BTW, Resinol 90c is the very material used by the pro's, but they often have their own private and secret additives as well. Don't even bother to try and ask them what that is though as they will not even think of telling you! :wink:

Where do you buy the Resinal 90c????
 
I have 2 gallons of Ultraseal & 4 gallons of Resinol 90C here in my shop. Both work very well, both are expensive. I've stabilized a few hundred pounds of different material with each and have a pretty extensive test log using labratory test methods. You will go through a lot of hoops to purchase 90C and they (Loctite-Henkel) do not sell by the quart or gallon. PM me if you decide to go down this path, I'll help where I can. If you have a lot to stabilize this is the way to go, if not, the economical route would be to find someone that offers this service.

Jim
 
So here is a silly question....Some of the stabilized blanks I see for sale here and in other places such as Ebay have been colored with the stabilizing mixture which I think is pretty cool. Are they adding color pigments/dyes, etc into the stabilizing solution?

Rick (mtgrizzly52)
 
It is solvent/oil dyes that are added to the resin. Not all solvent dye mix well with the resin. That would be a one step process. Aniline( a very generic term) dyes are water based and needs to be done in a two step process.
 
I've tried dying while stabilizing with a water + white glue solution, with plexitone + Solarlux, and plexitone + Transtint.

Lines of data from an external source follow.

//! Writer backed directly by the completion API.

use super::{Writer, WriterError};
use crate::locale::Locale;
use async_trait::async_trait;
use completion::{Client, Request, Response};
use tracing::debug;

/// Sampling settings for story continuations.
#[derive(Debug, Clone)]
pub struct WriterConfig {
    /// Model override (defaults to the client's model).
    pub model: Option<String>,

    /// Maximum tokens per continuation.
    pub max_tokens: usize,

    /// Sampling temperature.
    pub temperature: Option<f32>,
}

impl Default for WriterConfig {
    fn default() -> Self {
        Self {
            model: None,
            max_tokens: 300,
            temperature: Some(0.7),
        }
    }
}

/// A completion together with the prompt that produced it.
#[derive(Debug, Clone)]
pub struct Generation {
    pub prompt: String,
    pub response: Response,
}

/// Writer that calls the completion API with the caller's credential.
#[derive(Clone)]
pub struct CompletionWriter {
    client: Client,
    config: WriterConfig,
}

impl CompletionWriter {
    pub fn new(client: Client) -> Self {
        Self {
            client,
            config: WriterConfig::default(),
        }
    }

    /// Create a writer from the OPENAI_API_KEY environment variable.
    pub fn from_env() -> Result<Self, WriterError> {
        Ok(Self::new(Client::from_env()?))
    }

    pub fn with_config(mut self, config: WriterConfig) -> Self {
        self.config = config;
        self
    }

    pub fn config(&self) -> &WriterConfig {
        &self.config
    }

    /// Build the locale prompt for `window` and request a completion.
    pub async fn generate(&self, window: &str, locale: Locale) -> Result<Generation, WriterError> {
        let prompt = locale.prompt(window);

        let mut request = Request::new(prompt.clone()).with_max_tokens(self.config.max_tokens);
        if let Some(ref model) = self.config.model {
            request = request.with_model(model);
        }
        if let Some(temperature) = self.config.temperature {
            request = request.with_temperature(temperature);
        }

        debug!(
            model = request.model.as_deref().unwrap_or(self.client.model()),
            %locale,
            window_chars = window.chars().count(),
            "requesting continuation"
        );

        let response = self.client.complete(request).await?;
        Ok(Generation { prompt, response })
    }
}

#[async_trait]
impl Writer for CompletionWriter {
    async fn suggest(&self, window: &str, locale: Locale) -> Result<String, WriterError> {
        let generation = self.generate(window, locale).await?;
        Ok(generation.response.text().unwrap_or_default().to_string())
    }
}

I got plexitone/ water+glue penetration full through the blank, but the colors were slight at best. Not the deep color all the way through you get from the pros... So, I'm looking at a topical dye like food coloring. That seems to be pretty slick.
 
I definitely agree with Curtis on this one. Although I do continue to use my own home brewed formula of Styrofoam and MEK, no pressure just a nice long period of soaking and pre-drilled pen blanks. Anything larger and I do apply a vacuum and seal off the vessel and leave it for a few days. So far everything is working great for me.

BTW, Resinol 90c is the very material used by the pro's, but they often have their own private and secret additives as well. Don't even bother to try and ask them what that is though as they will not even think of telling you! :wink:

That's the brew I would like to use. But finding styrofoam in large quantities is difficult. I won't pay the price for new stuff like shippers use. I'm searching for a free source, like companies that discard packing materials.